Whenever a line in the entries below contains the string "INSERT", copy that line.

%%

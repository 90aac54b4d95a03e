//! # Pembelian Repository
//!
//! Goods received from suppliers. A purchase raises stock, may move the
//! catalogue buy price, and leaves its unpaid part as supplier hutang.
//!
//! ```text
//!  create                                   cancel
//!  ──────                                   ──────
//!  BEGIN                                    BEGIN
//!   ├── supplier must be active              ├── header must be `selesai`
//!   ├── price lines, settle_purchase         ├── stok −= received pcs
//!   ├── next_nomor("PB", tanggal)            │     (fails if already sold)
//!   ├── INSERT pembelian, pembelian_item     ├── supplier.hutang −= sisa
//!   ├── stok += pcs, harga_beli = latest     └── status = 'batal'
//!   ├── INSERT pembayaran_pembelian         COMMIT
//!   └── supplier.hutang += sisa
//!  COMMIT
//! ```

use std::collections::BTreeMap;

use chrono::{NaiveDate, Utc};
use niaga_core::purchase::{
    price_purchase_line, settle_purchase, summarize_purchase, PurchaseLine, PurchaseLineTotals,
};
use niaga_core::validation::validate_optional_text;
use niaga_core::{
    Barang, CoreError, Metode, Money, PembayaranPembelian, PembelianDetail, PembelianHeader,
    PembelianItem, StatusBayar, StatusTransaksi,
};
use serde::Deserialize;
use sqlx::{SqliteConnection, SqlitePool};
use tracing::{debug, info};

use super::barang::{self, apply_stock_delta};
use super::supplier::{self, apply_hutang_delta};
use super::{generate_id, next_nomor, DEFAULT_LIMIT, MAX_LIMIT};
use crate::error::{DbError, DbResult};

const HEADER_COLUMNS: &str = "id, nomor, tanggal, supplier_id, faktur_supplier, total, dibayar, \
     sisa, metode, status_bayar, status, catatan, user_id, created_at, updated_at";

const ITEM_COLUMNS: &str = "id, pembelian_id, barang_id, kode_barang, nama_barang, isi_per_dus, \
     jumlah_dus, jumlah_pcs, total_pcs, harga_beli, total";

const PAYMENT_COLUMNS: &str =
    "id, pembelian_id, supplier_id, tanggal, jumlah, metode, catatan, user_id, created_at";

%%

# ANSWER TO THIS EXERCISE:
//!   ├── INSERT pembelian, pembelian_item     ├── supplier.hutang −= sisa
//!   ├── INSERT pembayaran_pembelian         COMMIT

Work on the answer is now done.